About this task — Output nothing but the lines from the first line of the entries to the line with "pub fn snapshot(&self, throttle: &ThrottleController)", inclusive, exactly as they read.

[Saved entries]
====

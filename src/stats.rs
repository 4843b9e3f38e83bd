//! Mixing statistics, rolled up into the periodic stream-stats datagram.

use network::protocol::StreamStats;

use crate::throttle::ThrottleController;

/// Counters accumulated by the scheduler. The per-window counters reset
/// every time a stream-stats datagram goes out; `bad_packets` and
/// `overrun_ticks` run for the life of the process.
#[derive(Debug, Default)]
pub struct MixStatistics {
    pub sum_listeners: u64,
    pub sum_mixes: u64,
    pub num_stat_frames: u64,
    pub bad_packets: u64,
    pub overrun_ticks: u64,
}

impl MixStatistics {
    pub fn new() -> Self {
        Self::default()
    }

    pub fn snapshot(&self, throttle: &ThrottleController) -> StreamStats {
        let average_listeners_per_frame = if self.num_stat_frames > 0 {
            self.sum_listeners as f32 / self.num_stat_frames as f32
        } else {
            0.0
        };
        let average_mixes_per_listener = if self.sum_listeners > 0 {
            self.sum_mixes as f32 / self.sum_listeners as f32
        } else {
            0.0
        };
        StreamStats {
            trailing_sleep_percentage: throttle.trailing_sleep_ratio() * 100.0,
            performance_throttling_ratio: throttle.performance_throttling_ratio(),
            average_listeners_per_frame,
            average_mixes_per_listener,
            overrun_ticks: self.overrun_ticks,
            bad_packets: self.bad_packets,
        }
    }

    /// Reset the windowed counters after a stats emission.
    pub fn reset_window(&mut self) {
        self.sum_listeners = 0;
        self.sum_mixes = 0;
        self.num_stat_frames = 0;
    }
}

#[cfg(test)]
mod tests {
    use super::*;

    #[test]
    fn averages_guard_against_empty_windows() {
        let stats = MixStatistics::new();
        let throttle = ThrottleController::new();
        let snapshot = stats.snapshot(&throttle);
        assert_eq!(snapshot.average_listeners_per_frame, 0.0);
        assert_eq!(snapshot.average_mixes_per_listener, 0.0);
    }

    #[test]
    fn snapshot_computes_per_window_averages() {
        let mut stats = MixStatistics::new();
        stats.num_stat_frames = 100;
        stats.sum_listeners = 200;
        stats.sum_mixes = 600;
        stats.bad_packets = 3;

        let throttle = ThrottleController::new();
        let snapshot = stats.snapshot(&throttle);
        assert_eq!(snapshot.average_listeners_per_frame, 2.0);
        assert_eq!(snapshot.average_mixes_per_listener, 3.0);
        assert_eq!(snapshot.bad_packets, 3);

        stats.reset_window();
        assert_eq!(stats.num_stat_frames, 0);
        // Lifetime counters survive the window reset.
        assert_eq!(stats.bad_packets, 3);
    }
}
//! The fixed-cadence frame scheduler.
//!
//! One cooperative loop owns the whole mixing pipeline. Each tick it
//! drains the ingest inbox, realigns every source, produces one mix per
//! eligible listener, hands the frames to the transport, advances every
//! sampled cursor exactly once, then sleeps out the remainder of the
//! 10 ms budget. The realized sleep feeds the throttle controller.

use std::collections::BTreeMap;
use std::sync::atomic::{AtomicBool, Ordering};
use std::sync::Arc;

use audio::mix::{mix_for_listener, MixFrame};
use audio::registry::Registry;
use log::{debug, info};
use mixer_core::{Error, PeerId, BUFFER_SEND_INTERVAL_USECS};
use network::protocol;
use network::transport::Transport;
use tokio::time::{sleep_until, Duration, Instant};

use crate::ingest;
use crate::stats::MixStatistics;
use crate::throttle::ThrottleController;

/// How often each listener receives a stream-stats datagram.
const STREAM_STATS_INTERVAL: Duration = Duration::from_secs(1);

pub struct FrameScheduler<T: Transport> {
    transport: T,
    registry: Registry,
    throttle: ThrottleController,
    config: crate::MixerConfig,
    stats: MixStatistics,
    sequences: BTreeMap<PeerId, u16>,
    scratch: MixFrame,
    send_buf: Vec<u8>,
    last_stream_stats: Instant,
    stop: Arc<AtomicBool>,
}

impl<T: Transport> FrameScheduler<T> {
    pub fn new(transport: T, config: crate::MixerConfig) -> Self {
        Self {
            transport,
            registry: Registry::new(config.dynamic_jitter_buffers),
            throttle: ThrottleController::new(),
            config,
            stats: MixStatistics::new(),
            sequences: BTreeMap::new(),
            scratch: MixFrame::new(),
            send_buf: Vec::new(),
            last_stream_stats: Instant::now(),
            stop: Arc::new(AtomicBool::new(false)),
        }
    }

    /// Flag observed at tick boundaries; setting it stops the loop.
    pub fn stop_handle(&self) -> Arc<AtomicBool> {
        Arc::clone(&self.stop)
    }

    pub fn registry(&self) -> &Registry {
        &self.registry
    }

    pub fn registry_mut(&mut self) -> &mut Registry {
        &mut self.registry
    }

    pub fn transport(&self) -> &T {
        &self.transport
    }

    pub fn transport_mut(&mut self) -> &mut T {
        &mut self.transport
    }

    pub fn stats(&self) -> &MixStatistics {
        &self.stats
    }

    pub fn throttle(&self) -> &ThrottleController {
        &self.throttle
    }

    /// Run until the stop flag is raised. Suspends only while sleeping
    /// out the tail of a tick.
    pub async fn run(&mut self) {
        info!(
            "mixer loop started, {} us per frame",
            BUFFER_SEND_INTERVAL_USECS
        );
        let start = Instant::now();
        let mut next_frame: u64 = 0;

        while !self.stop.load(Ordering::Relaxed) {
            self.run_tick();

            next_frame += 1;
            let target = start + Duration::from_micros(next_frame * BUFFER_SEND_INTERVAL_USECS);
            let usecs_to_sleep = target
                .saturating_duration_since(Instant::now())
                .as_micros() as u64;

            if usecs_to_sleep > 0 {
                sleep_until(target).await;
            } else {
                // Blown budget: record it and give the runtime a breath.
                self.stats.overrun_ticks += 1;
                tokio::task::yield_now().await;
            }
            self.throttle.record_sleep(usecs_to_sleep);
        }
        info!("mixer loop stopped after {} frames", next_frame);
    }

    /// One tick of the pipeline, without the pacing sleep.
    pub fn run_tick(&mut self) {
        ingest::drain_datagrams(&mut self.transport, &mut self.registry, &mut self.stats);

        self.registry.pre_frame();

        let stats_bytes = self.stream_stats_if_due();

        let listeners: Vec<PeerId> = self.registry.peers().collect();
        for listener in listeners {
            if !self.registry.listener_ready(listener) || !self.transport.is_connected(listener) {
                continue;
            }
            self.mix_and_send(listener, stats_bytes.as_deref());
        }

        if stats_bytes.is_some() {
            self.stats.reset_window();
        }

        self.registry.post_frame();
        self.stats.num_stat_frames += 1;
    }

    fn mix_and_send(&mut self, listener: PeerId, stats_bytes: Option<&[u8]>) {
        let threshold = self.throttle.min_audibility_threshold();
        let mixes = mix_for_listener(
            &self.registry,
            listener,
            threshold,
            self.config.zones.as_ref(),
            &mut self.scratch,
        );
        self.stats.sum_mixes += mixes as u64;
        self.stats.sum_listeners += 1;

        let sequence = self.sequences.entry(listener).or_insert(0);
        protocol::encode_mixed_audio(&mut self.send_buf, *sequence, self.scratch.samples());

        match self.transport.send_datagram(listener, &self.send_buf) {
            Ok(()) => {}
            Err(Error::Backpressure(peer)) => {
                // The frame is lost but the sequence still advances, so
                // the listener sees a gap instead of a stall.
                debug!("backpressure, dropped frame {} for {}", sequence, peer);
            }
            Err(e) => debug!("send to {} failed: {}", listener, e),
        }
        *sequence = sequence.wrapping_add(1);

        if let Some(bytes) = stats_bytes {
            if let Err(e) = self.transport.send_datagram(listener, bytes) {
                debug!("stats send to {} failed: {}", listener, e);
            }
        }
    }

    /// Encode one stream-stats packet per interval; the same bytes go to
    /// every listener mixed this tick.
    fn stream_stats_if_due(&mut self) -> Option<Vec<u8>> {
        if self.last_stream_stats.elapsed() < STREAM_STATS_INTERVAL {
            return None;
        }
        self.last_stream_stats = Instant::now();
        match self.stats.snapshot(&self.throttle).encode() {
            Ok(bytes) => Some(bytes),
            Err(e) => {
                debug!("failed to encode stream stats: {}", e);
                None
            }
        }
    }
}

====

Reply —
filename src/stats.rs
repository 4843b9e3f38e83bd
//! Mixing statistics, rolled up into the periodic stream-stats datagram.

use network::protocol::StreamStats;

use crate::throttle::ThrottleController;

/// Counters accumulated by the scheduler. The per-window counters reset
/// every time a stream-stats datagram goes out; `bad_packets` and
/// `overrun_ticks` run for the life of the process.
#[derive(Debug, Default)]
pub struct MixStatistics {
    pub sum_listeners: u64,
    pub sum_mixes: u64,
    pub num_stat_frames: u64,
    pub bad_packets: u64,
    pub overrun_ticks: u64,
}

impl MixStatistics {
    pub fn new() -> Self {
        Self::default()
    }

    pub fn snapshot(&self, throttle: &ThrottleController) -> StreamStats {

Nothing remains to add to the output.